The Secretary says the state worst hit by warmer temperature-created water shortages is drought-stricken California.
“It (climate change) also creates more intensity with storms,” Sec. Vilsack said. “We saw this with Hurricane Sandy which hit upstate New York farmers…There is greater intensity and size to these storms.”
He says the large storms and droughts are delivering an increase in invasive species - pests and diseases – to agriculture. When the drought intensified in the West, Vilsack said President Obama created a drought task force through an executive order to help farmers in the future.
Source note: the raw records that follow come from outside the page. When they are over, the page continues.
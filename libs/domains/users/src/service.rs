use argon2::{
    Argon2,
    password_hash::{PasswordHasher, SaltString, rand_core::OsRng},
};
use std::sync::Arc;
use tracing::instrument;
use validator::Validate;

use crate::error::{UserError, UserResult};
use crate::models::{CreateAdmin, User, UserResponse};
use crate::repository::UserRepository;

/// Service layer for User business logic
#[derive(Clone)]
pub struct UserService<R: UserRepository> {
    repository: Arc<R>,
}

impl<R: UserRepository> UserService<R> {
    pub fn new(repository: R) -> Self {
        Self {
            repository: Arc::new(repository),
        }
    }

    /// Provision an administrator account with a hashed password
    #[instrument(skip(self, input), fields(username = %input.username))]
    pub async fn create_admin(&self, input: CreateAdmin) -> UserResult<UserResponse> {
        input
            .validate()
            .map_err(|e| UserError::Validation(e.to_string()))?;

        let hashed_password = hash_password(&input.password)?;
        let user = User::new_admin(input.username, input.email, hashed_password);

        let created = self.repository.create(user).await?;
        Ok(created.into())
    }
}

/// Argon2id with a fresh random salt, as a PHC string.
fn hash_password(password: &str) -> UserResult<String> {
    let salt = SaltString::generate(&mut OsRng);

    Argon2::default()
        .hash_password(password.as_bytes(), &salt)
        .map(|hash| hash.to_string())
        .map_err(|e| UserError::PasswordHash(e.to_string()))
}

#[cfg(test)]
mod tests {
    use super::*;
    use crate::models::Role;
    use crate::repository::MockUserRepository;
    use argon2::{PasswordHash, PasswordVerifier};
    use std::sync::Mutex;

    fn admin(password: &str) -> CreateAdmin {
        CreateAdmin {
            username: "admin".to_string(),
            email: "admin@example.com".to_string(),
            password: password.to_string(),
        }
    }

    #[tokio::test]
    async fn test_short_password_never_reaches_repository() {
        let mut mock_repo = MockUserRepository::new();
        mock_repo.expect_create().never();

        let service = UserService::new(mock_repo);
        let err = service.create_admin(admin("short")).await.unwrap_err();

        assert!(matches!(err, UserError::Validation(_)));
    }

    #[tokio::test]
    async fn test_stored_password_is_a_verifiable_hash() {
        let stored = Arc::new(Mutex::new(None::<User>));
        let captured = Arc::clone(&stored);

        let mut mock_repo = MockUserRepository::new();
        mock_repo.expect_create().times(1).returning(move |user| {
            *captured.lock().unwrap() = Some(user.clone());
            Ok(user)
        });

        let service = UserService::new(mock_repo);
        let response = service.create_admin(admin("correct horse")).await.unwrap();

        assert_eq!(response.username, "admin");
        assert_eq!(response.role, Role::Admin);

        let user = stored.lock().unwrap().take().unwrap();
        assert_ne!(user.hashed_password, "correct horse");
        assert!(user.hashed_password.starts_with("$argon2id$"));

        let parsed = PasswordHash::new(&user.hashed_password).unwrap();
        assert!(
            Argon2::default()
                .verify_password(b"correct horse", &parsed)
                .is_ok()
        );
    }

    #[test]
    fn test_salts_differ_between_calls() {
        let first = hash_password("same-password").unwrap();
        let second = hash_password("same-password").unwrap();
        assert_ne!(first, second);
    }

    #[tokio::test]
    async fn test_duplicate_is_propagated() {
        let mut mock_repo = MockUserRepository::new();
        mock_repo
            .expect_create()
            .returning(|_| Err(UserError::Duplicate("email")));

        let service = UserService::new(mock_repo);
        let err = service.create_admin(admin("long-enough")).await.unwrap_err();
        assert!(matches!(err, UserError::Duplicate("email")));
    }
}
“He (the President) told them we need better data, a better understanding of what is going on, and give people better information so they can make better decisions on how to adapt and mitigate the consequences of changed climate,” the ag secretary said.
As a result, USDA has focused on federal interagency collaboration to develop more precise improved monitoring systems, improved information collection, and better prediction models.
Vilsack said, “This gives farmers the capacity and the ability to respond.”
As a result of drought, Sec. Vilsack said, “We are looking at drought resistant crops – genetically (including genetic modification) to create a crop that can grow food with much less water.” The initiative is ongoing.
In addition, USDA has created 10 regional climate hubs where the agency’s Forest Service, Agricultural Research Service, and the Natural Resources Conservation Service will assess how climate change could impact crop and livestock production, plus create forest risks. USDA is now delivering first-year findings to producers.
Regionally, the impacts in the hub areas include scarcer water supplies in the West, water quality issues in the Midwest, and the impact of rising sea levels in coastal areas - on crops and livestock. USDA is developing tools so farmers can plug in their specific production figures to allow them to predict the impact of weather change on their own operations.
Western Farm Press Daily – free agricultural news delivered to your Inbox.
Vilsack also discussed emissions as a cause of climate change. USDA’s goal is to cut in half the number of emissions from agriculture which the Secretary pegged at 60 million metric tons equivalent of carbon dioxide (CO2). The agency wants to quickly double the reduction in agriculture’s carbon dioxide emissions to 120 million metric tons.
“By doubling the rate of emission reductions, we will be able to contribute about a 2 percent overall emission reduction in the U.S. economy,” Vilsack said. “This is a pretty significant commitment for agriculture.”
Governmental-private partnerships on drought
The nation’s agriculture chief, who assumed the USDA helm in 2009, also discussed a USDA-created partnership with the U.S. Department of the Interior to spend $47 million to address future water shortages on the Colorado River, a water supply which in part supports agricultural production in California and Arizona.
“This water smart effort is designed to create a conversation and a consensus if possible to develop a pro-active plan to allow the storage of water and the credits during excess (water years), and then allocate the scarce resources in a way to meet as many needs as possible – driven by consensus,” with the agencies working closely with state governments.
Sec. Vilsack said the bottom line in all efforts to manage climate change is for U.S. agriculture to retain its role as an efficient producer of high quality food in the future. He noted that Americans on average spend 10 percent of their income on food. In most developed countries, the amount spent on food ranges from 20-25 percent, compared to about 50 percent in less developed countries.
“We (U.S.) are a food secure nation so we don’t really have to rely on anyone for food. China can’t say that. Few powers in the world today can do that.”
He said continued U.S. food efficiency and productivity is essential to allow the U.S. to maintain its current freedoms and food security. Managing climate change is essential to agriculture’s continued success.